Electrolyte used for aluminum electrolysis and electrolysis process using the electrolyte

Abstract

An electrolyte for aluminum electrolysis employs a pure fluoride salt system and includes the following components by mass percent: 20-29.9% of NaF, 60.1-66% of AlF3, 3-10% of LiF, 4-13.9% of KF and 3-6% of Al2O3, in which the molar ratio of NaF to AlF3 is 0.6-0.995; or the electrolyte includes the following components by mass percent: 30-38% of NaF, 49-60% of AlF3, 1-5% of LiF, 1-6% of KF and 3-6% of Al2O3, in which the molar ratio of NaF to AlF3 is 1.0-1.52.

Description

FIELD OF THE INVENTION[0001]The present invention relates to an electrolyte for aluminum electrolysis and an electrolysis process using the electrolyte, belonging to non-ferrous metal smelting industry.BACKGROUND OF THE INVENTION[0002]Aluminum electrolysis refers to acquisition of aluminum by means of an electrolysis method. In the prior art, a traditional Hall-Heroult molten salt aluminum electrolysis process is typically adopted for aluminum electrolysis. This process is featured by use of a cryolite-alumina molten salt electrolysis method in which cryolite Na3AlF6 fluoride salt melt is taken as flux, Al2O3 is dissolved in fluoride salt, carbon body is taken as an anode, aluminum liquid is taken as a cathode, and electrolytic aluminum is obtained by performing electrochemical reaction at the anode and cathode of the electrolytic cell at a high temperature ranging from 940 to 960° C. after a strong direct current is introduced.
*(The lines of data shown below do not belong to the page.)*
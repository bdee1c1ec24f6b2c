use std::sync::Arc;

use crossterm::event::KeyEvent;
use ratatui::Frame;
use ratatui::layout::{Alignment, Constraint, Rect};
use ratatui::style::{Modifier, Style};
use ratatui::text::{Line, Span};
use ratatui::widgets::{Block, BorderType, Borders, Clear, Paragraph, Wrap};

use crate::Theme;
use crate::config::{DialogAction, KeyResolver};
use crate::ui::{Component, EventResult, Result};

pub enum ErrorDialogEvent {
    Dismissed,
}

/// Modal for errors that abort an operation, e.g. a screen failing to
/// process its messages.
pub struct ErrorDialog {
    message: String,
    resolver: Arc<KeyResolver>,
}

impl ErrorDialog {
    pub fn new(message: impl Into<String>, resolver: Arc<KeyResolver>) -> Self {
        Self {
            message: message.into(),
            resolver,
        }
    }

    pub fn message(&self) -> &str {
        &self.message
    }
}

impl Component for ErrorDialog {
    type Output = ErrorDialogEvent;

    fn handle_key(&mut self, key: KeyEvent) -> Result<EventResult<Self::Output>> {
        if self.resolver.matches_dialog(&key, DialogAction::Dismiss) {
            return Ok(ErrorDialogEvent::Dismissed.into());
        }
        Ok(EventResult::Consumed)
    }

    fn render(&mut self, frame: &mut Frame, area: Rect, theme: &Theme) {
        let popup_area = area.centered(Constraint::Percentage(60), Constraint::Percentage(40));
        frame.render_widget(Clear, popup_area);

        let hint = format!(
            "Press {} to dismiss",
            self.resolver.display_dialog(DialogAction::Dismiss)
        );
        let lines = vec![
            Line::from(""),
            Line::from(Span::styled(
                self.message.as_str(),
                Style::default().fg(theme.text()),
            )),
            Line::from(""),
            Line::from(Span::styled(hint, Style::default().fg(theme.overlay1()))),
        ];

        let block = Block::default()
            .title(" Error ")
            .title_style(Style::default().fg(theme.error()).add_modifier(Modifier::BOLD))
            .borders(Borders::ALL)
            .border_type(BorderType::Rounded)
            .border_style(Style::default().fg(theme.error()))
            .style(Style::default().bg(theme.base()));

        let paragraph = Paragraph::new(lines)
            .block(block)
            .alignment(Alignment::Center)
            .wrap(Wrap { trim: true });

        frame.render_widget(paragraph, popup_area);
    }
}

#[cfg(test)]
mod tests {
    use crossterm::event::{KeyCode, KeyModifiers};

    use super::*;

    #[test]
    fn swallows_keys_until_dismissed() {
        let mut dialog = ErrorDialog::new("boom", Arc::new(KeyResolver::default()));
        let other = dialog
            .handle_key(KeyEvent::new(KeyCode::Char('x'), KeyModifiers::NONE))
            .unwrap();
        assert!(matches!(other, EventResult::Consumed));
        let esc = dialog
            .handle_key(KeyEvent::new(KeyCode::Esc, KeyModifiers::NONE))
            .unwrap();
        assert!(matches!(esc, EventResult::Event(ErrorDialogEvent::Dismissed)));
        assert_eq!(dialog.message(), "boom");
    }
}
Due to high electrolysis temperature, the traditional ...

AI Technical Summary

Benefits of technology

The present invention provides an electrolyte for aluminum electrolysis that has low liquidus temperature, does not corrode the electrolysis device, and is not liable to volatilization. The electrolyte has proper electric conductivity and alumina solubility, and does not have the crusting phenomenon. The invention also includes a process for preparing the electrolyte and using it in the electrolysis process. The technical effects of the invention are reducing energy consumption, improving economic efficiency, and prolonging the service life of the electrolytic cell device.

Problems solved by technology

Due to high electrolysis temperature, the traditional aluminum electrolysis process has such characteristics as large volatilization amount of electrolyte, large oxidization loss of a carbon anode, large energy consumption, large thermal loss and poor electrolysis working environment.
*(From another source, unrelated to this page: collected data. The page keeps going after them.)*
//! Parameter state for one listing screen.
//!
//! The controller never performs I/O. Every operation that changes the
//! query returns a [`FetchRequest`] which the screen turns into a
//! [`FetchPageCmd`](crate::listing::FetchPageCmd). Requests carry a strictly
//! increasing generation and only the response to the latest one is kept.

use std::time::{Duration, Instant};

use tracing::{debug, warn};

use crate::config::ListingConfig;
use crate::listing::query::{ListQuery, ListResult, SortOrder, page_count};

#[derive(Debug, Clone, PartialEq, Eq)]
pub struct FetchRequest {
    pub generation: u64,
    pub query: ListQuery,
}

#[derive(Debug, Clone, Default, PartialEq, Eq)]
pub enum LoadState<T> {
    #[default]
    Idle,
    Loading,
    Loaded(ListResult<T>),
    Failed(String),
}

/// What [`ListController::apply`] did with a response.
#[derive(Debug, PartialEq, Eq)]
pub enum Applied {
    /// Superseded by a newer request and dropped.
    Stale,
    Stored,
    /// The current page no longer exists (rows were deleted); the last
    /// page must be fetched instead.
    Refetch(FetchRequest),
}

#[derive(Debug, Clone)]
struct PendingFilter {
    text: String,
    deadline: Instant,
}

pub struct ListController<T> {
    query: ListQuery,
    state: LoadState<T>,
    generation: u64,
    in_flight: Option<u64>,
    /// Last known total, kept while a new page is loading.
    total_count: u64,
    page_size_options: Vec<u32>,
    debounce: Duration,
    pending_filter: Option<PendingFilter>,
}

impl<T> ListController<T> {
    pub fn new(config: &ListingConfig) -> Self {
        Self {
            query: ListQuery::new(config.page_size),
            state: LoadState::Idle,
            generation: 0,
            in_flight: None,
            total_count: 0,
            page_size_options: config.page_size_options.clone(),
            debounce: config.search_debounce(),
            pending_filter: None,
        }
    }

    /// Initial sort, applied before the first fetch.
    #[must_use]
    pub fn with_sort(mut self, key: &str, order: SortOrder) -> Self {
        self.query = self.query.with_sort(key, order);
        self
    }

    fn issue(&mut self) -> FetchRequest {
        self.generation += 1;
        self.in_flight = Some(self.generation);
        self.state = LoadState::Loading;
        debug!(generation = self.generation, query = ?self.query, "Issuing fetch");
        FetchRequest {
            generation: self.generation,
            query: self.query.clone(),
        }
    }

    pub fn start(&mut self) -> Option<FetchRequest> {
        Some(self.issue())
    }

    pub fn set_page(&mut self, page: u32) -> Option<FetchRequest> {
        let page = page.clamp(1, self.page_count());
        if page == self.query.page {
            return None;
        }
        self.query.page = page;
        Some(self.issue())
    }

    pub fn next_page(&mut self) -> Option<FetchRequest> {
        self.set_page(self.query.page.saturating_add(1))
    }

    pub fn prev_page(&mut self) -> Option<FetchRequest> {
        self.set_page(self.query.page.saturating_sub(1))
    }

    pub fn set_page_size(&mut self, page_size: u32) -> Option<FetchRequest> {
        if page_size == 0 {
            warn!("Ignoring page size of zero");
            return None;
        }
        if page_size == self.query.page_size {
            return None;
        }
        self.query.page_size = page_size;
        self.query.page = 1;
        Some(self.issue())
    }

    /// Step to the next configured page size, wrapping around.
    pub fn cycle_page_size(&mut self) -> Option<FetchRequest> {
        let current = self.query.page_size;
        let next = self
            .page_size_options
            .iter()
            .copied()
            .find(|&size| size > current)
            .or_else(|| self.page_size_options.first().copied())?;
        self.set_page_size(next)
    }

    /// Sort by `key`; the same key flips the direction, a new key starts
    /// ascending.
    pub fn set_sort(&mut self, key: &str) -> Option<FetchRequest> {
        if self.query.sort_key.as_deref() == Some(key) {
            self.query.sort_order = self.query.sort_order.toggle();
        } else {
            self.query.sort_key = Some(key.to_string());
            self.query.sort_order = SortOrder::Asc;
        }
        self.query.page = 1;
        Some(self.issue())
    }

    /// Record search text. The fetch happens from [`poll`](Self::poll) once
    /// the debounce delay has passed without further typing.
    pub fn set_filter(&mut self, text: &str, now: Instant) -> Option<FetchRequest> {
        self.pending_filter = Some(PendingFilter {
            text: text.to_string(),
            deadline: now + self.debounce,
        });
        None
    }

    pub fn poll(&mut self, now: Instant) -> Option<FetchRequest> {
        let due = self
            .pending_filter
            .as_ref()
            .is_some_and(|pending| pending.deadline <= now);
        if due { self.flush_filter() } else { None }
    }

    pub fn flush_filter(&mut self) -> Option<FetchRequest> {
        let pending = self.pending_filter.take()?;
        self.apply_filter(&pending.text)
    }

    pub fn clear_filter(&mut self) -> Option<FetchRequest> {
        self.pending_filter = None;
        self.apply_filter("")
    }

    fn apply_filter(&mut self, text: &str) -> Option<FetchRequest> {
        let before = self.query.filter_text.clone();
        self.query.set_filter_text(text);
        if self.query.filter_text == before {
            return None;
        }
        self.query.page = 1;
        Some(self.issue())
    }

    /// Re-fetch the current parameters.
    pub fn invalidate(&mut self) -> Option<FetchRequest> {
        Some(self.issue())
    }

    pub fn apply(
        &mut self,
        generation: u64,
        result: Result<ListResult<T>, String>,
    ) -> Applied {
        if self.in_flight != Some(generation) {
            warn!(
                generation,
                latest = self.generation,
                "Discarding stale page response"
            );
            return Applied::Stale;
        }
        self.in_flight = None;

        match result {
            Ok(mut page) => {
                let limit = self.query.page_size as usize;
                if page.items.len() > limit {
                    warn!(
                        received = page.items.len(),
                        page_size = limit,
                        "Backend returned more rows than requested, truncating"
                    );
                    page.items.truncate(limit);
                }
                self.total_count = page.total_count;

                let last = page.page_count(self.query.page_size);
                if page.items.is_empty() && self.query.page > last {
                    self.query.page = last;
                    return Applied::Refetch(self.issue());
                }

                debug!(generation, rows = page.items.len(), total = page.total_count, "Page loaded");
                self.state = LoadState::Loaded(page);
            }
            Err(message) => {
                debug!(generation, %message, "Page failed");
                self.state = LoadState::Failed(message);
            }
        }
        Applied::Stored
    }

    pub const fn query(&self) -> &ListQuery {
        &self.query
    }

    pub const fn state(&self) -> &LoadState<T> {
        &self.state
    }

    pub fn items(&self) -> &[T] {
        match &self.state {
            LoadState::Loaded(page) => &page.items,
            _ => &[],
        }
    }

    pub fn item(&self, index: usize) -> Option<&T> {
        self.items().get(index)
    }

    pub const fn is_loading(&self) -> bool {
        matches!(self.state, LoadState::Loading)
    }

    pub fn error(&self) -> Option<&str> {
        match &self.state {
            LoadState::Failed(message) => Some(message),
            _ => None,
        }
    }

    pub const fn total_count(&self) -> u64 {
        self.total_count
    }

    pub fn page_count(&self) -> u32 {
        page_count(self.total_count, self.query.page_size)
    }

    pub fn pending_filter(&self) -> Option<&str> {
        self.pending_filter.as_ref().map(|p| p.text.as_str())
    }
}

#[cfg(test)]
mod tests {
    use pretty_assertions::assert_eq;

    use super::*;

    fn controller() -> ListController<u32> {
        ListController::new(&ListingConfig::default())
    }

    fn page(items: Vec<u32>, total: u64) -> Result<ListResult<u32>, String> {
        Ok(ListResult::new(items, total))
    }

    fn loaded(total: u64) -> ListController<u32> {
        let mut c = controller();
        let req = c.start().unwrap();
        c.apply(req.generation, page((0..10).collect(), total));
        c
    }

    #[test]
    fn start_goes_straight_to_loading() {
        let mut c = controller();
        assert_eq!(c.state(), &LoadState::Idle);
        let req = c.start().unwrap();
        assert!(c.is_loading());
        assert_eq!(req.generation, 1);
        assert_eq!(req.query.page, 1);
        assert_eq!(req.query.page_size, 10);
    }

    #[test]
    fn loading_flag_wraps_each_fetch() {
        let mut c = loaded(30);
        assert!(!c.is_loading());

        let req = c.next_page().unwrap();
        assert!(c.is_loading());
        assert_eq!(c.apply(req.generation, page(vec![1], 30)), Applied::Stored);
        assert!(!c.is_loading());
        assert_eq!(c.items(), &[1]);
    }

    #[test]
    fn sort_toggles_on_same_key() {
        let mut c = loaded(30);
        c.set_page(2);

        let first = c.set_sort("created").unwrap();
        assert_eq!(first.query.sort_key.as_deref(), Some("created"));
        assert_eq!(first.query.sort_order, SortOrder::Asc);
        assert_eq!(first.query.page, 1);

        let second = c.set_sort("created").unwrap();
        assert_eq!(second.query.sort_order, SortOrder::Desc);

        let third = c.set_sort("created").unwrap();
        assert_eq!(third.query.sort_order, SortOrder::Asc);

        let other = c.set_sort("formName").unwrap();
        assert_eq!(other.query.sort_key.as_deref(), Some("formName"));
        assert_eq!(other.query.sort_order, SortOrder::Asc);
    }

    #[test]
    fn initial_sort_is_kept_until_changed() {
        let mut c = controller().with_sort("created", SortOrder::Desc);
        let req = c.start().unwrap();
        assert_eq!(req.query.sort_order, SortOrder::Desc);
        let req = c.set_sort("created").unwrap();
        assert_eq!(req.query.sort_order, SortOrder::Asc);
    }

    #[test]
    fn page_is_clamped() {
        let mut c = loaded(25);
        assert_eq!(c.page_count(), 3);

        let req = c.set_page(99).unwrap();
        assert_eq!(req.query.page, 3);
        c.apply(req.generation, page(vec![1, 2, 3, 4, 5], 25));

        assert_eq!(c.set_page(3), None);
        assert_eq!(c.next_page(), None);

        let req = c.set_page(0).unwrap();
        assert_eq!(req.query.page, 1);
    }

    #[test]
    fn prev_page_on_first_page_does_nothing() {
        let mut c = loaded(25);
        assert_eq!(c.prev_page(), None);
        assert!(!c.is_loading());
    }

    #[test]
    fn page_size_resets_page() {
        let mut c = loaded(100);
        c.set_page(4);
        let req = c.set_page_size(25).unwrap();
        assert_eq!(req.query.page, 1);
        assert_eq!(req.query.page_size, 25);
        assert_eq!(c.set_page_size(25), None);
        assert_eq!(c.set_page_size(0), None);
    }

    #[test]
    fn page_size_cycles_through_options() {
        let mut c = controller();
        let sizes: Vec<u32> = (0..5)
            .map(|_| c.cycle_page_size().unwrap().query.page_size)
            .collect();
        assert_eq!(sizes, vec![25, 50, 100, 5, 10]);
    }

    #[test]
    fn filter_is_debounced() {
        let mut c = loaded(30);
        let t0 = Instant::now();

        assert_eq!(c.set_filter("j", t0), None);
        assert_eq!(c.set_filter("jo", t0 + Duration::from_millis(200)), None);
        assert_eq!(c.pending_filter(), Some("jo"));

        assert_eq!(c.poll(t0 + Duration::from_millis(1500)), None);

        let req = c.poll(t0 + Duration::from_millis(1700)).unwrap();
        assert_eq!(req.query.filter_text.as_deref(), Some("jo"));
        assert_eq!(req.query.page, 1);
        assert_eq!(c.pending_filter(), None);

        assert_eq!(c.poll(t0 + Duration::from_secs(10)), None);
    }

    #[test]
    fn empty_filter_shows_everything() {
        let mut c = loaded(30);
        let t0 = Instant::now();
        c.set_filter("jo", t0);
        let req = c.flush_filter().unwrap();
        c.apply(req.generation, page(vec![1], 1));

        let req = c.clear_filter().unwrap();
        assert_eq!(req.query.filter_text, None);

        assert_eq!(c.clear_filter(), None);
    }

    #[test]
    fn unchanged_filter_does_not_refetch() {
        let mut c = loaded(30);
        c.set_filter("", Instant::now());
        assert_eq!(c.flush_filter(), None);
        assert!(!c.is_loading());
    }

    #[test]
    fn stale_responses_are_discarded() {
        let mut c = loaded(30);
        let a = c.next_page().unwrap();
        // second click before the first response arrives
        let b = c.next_page().unwrap();
        assert!(b.generation > a.generation);

        assert_eq!(c.apply(b.generation, page(vec![3], 30)), Applied::Stored);
        assert_eq!(c.apply(a.generation, page(vec![2], 30)), Applied::Stale);
        assert_eq!(c.items(), &[3]);
        assert_eq!(c.query().page, 3);
    }

    #[test]
    fn duplicate_response_is_stale() {
        let mut c = controller();
        let req = c.start().unwrap();
        assert_eq!(c.apply(req.generation, page(vec![1], 1)), Applied::Stored);
        assert_eq!(c.apply(req.generation, page(vec![2], 1)), Applied::Stale);
        assert_eq!(c.items(), &[1]);
    }

    #[test]
    fn oversized_pages_are_truncated() {
        let mut c = controller();
        let req = c.start().unwrap();
        c.apply(req.generation, page((0..15).collect(), 15));
        assert_eq!(c.items().len(), 10);
        assert_eq!(c.total_count(), 15);
        assert_eq!(c.page_count(), 2);
    }

    #[test]
    fn failures_keep_the_message() {
        let mut c = controller();
        let req = c.start().unwrap();
        c.apply(req.generation, Err("Failed to fetch roles".to_string()));
        assert_eq!(c.error(), Some("Failed to fetch roles"));
        assert!(c.items().is_empty());
        assert!(!c.is_loading());
    }

    #[test]
    fn invalidate_refetches_same_query() {
        let mut c = loaded(30);
        let before = c.query().clone();
        let req = c.invalidate().unwrap();
        assert_eq!(req.query, before);
        assert!(c.is_loading());
    }

    #[test]
    fn vanished_page_falls_back_to_last() {
        let mut c = loaded(21);
        let req = c.set_page(3).unwrap();
        c.apply(req.generation, page(vec![20], 21));

        let req = c.invalidate().unwrap();
        let Applied::Refetch(retry) = c.apply(req.generation, page(vec![], 20)) else {
            panic!("expected a refetch");
        };
        assert_eq!(retry.query.page, 2);
        assert!(c.is_loading());
    }
}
In the aforementioned electrolyte, however, BaF2 is liable to sedimentation in the electrolysis process due to large density, so it is hardly applied to industrial production in an extensive fashion; use of MgF2 and CaF2, which are high-melting-point substances, will increase the liquidus temperature of the entire system and will also degrade the electric conductivity and the alumina solubility of the electrolyte; because NaCl has a relatively low melting point, addition of NaCl is a way of lowering the liquidus temperature of the electrolyte, however, NaCl imposes a corrosion effect on such metals as Cu, Fe, Al and Ni at the aforementioned electrolysis temperature and will further lead to corrosion of metal parts like electrolytic cell accessories, this corrosion effect dramatically shortens the service life of electrolysis devices, furthermore, NaCl is extremely liable to volatilization in the electrolysis process so as to form HCl gas that is harmful to human body, so until now, NaCl has not been widely applied to industrial production; in addition to addition of NaCl, decrease of the molar ratio of NaF to AlF3 can also lower the liquidus temperature of the electrolyte in light of common knowledge in this art, but in the existing industry, the molar ratio of NaF to AlF3 is generally larger than 2.2, this is because an unsolvable problem will arise if the liquidus temperature of the electrolyte is further lowered and the electrolysis temperature is lowered correspondingly, namely, NaF and AlF3 will lead to a ‘crusting’ phenomenon of the cathode in the process of low-temperature electrolysis, the reason for this ‘crusting’ phenomenon is that sodium ions and aluminum ions in the electrolyte will gather at the cathode in the electrolysis process to generate sodium cryolite, which is seldom molten at a low temperature due to its high melting point, as a result, the surface of the cathode is covered by a layer of refractory cryolite crust to affect normal electrolysis in the electrolysis process tremendously.

Whether an electrolyte can be successfully applied to industrial production is based on comprehensive consideration for many factors like its liquidus temperature, volatility, electric conductivity, alumina solubility, preparation environment and whether stable electrolysis process can be guaranteed, however, due to the above problems in the prior art, industrial application of the electrolyte is significantly limited, and it is an unsolved problem in the prior art to find a way of avoiding corrosion to electrolysis devices and damage to human body and ensuring proper electric conductivity and alumina solubility as well as no ‘crusting’ phenomenon of the prepared electrolyte while the liquidus temperature of the electrolyte is further lowered.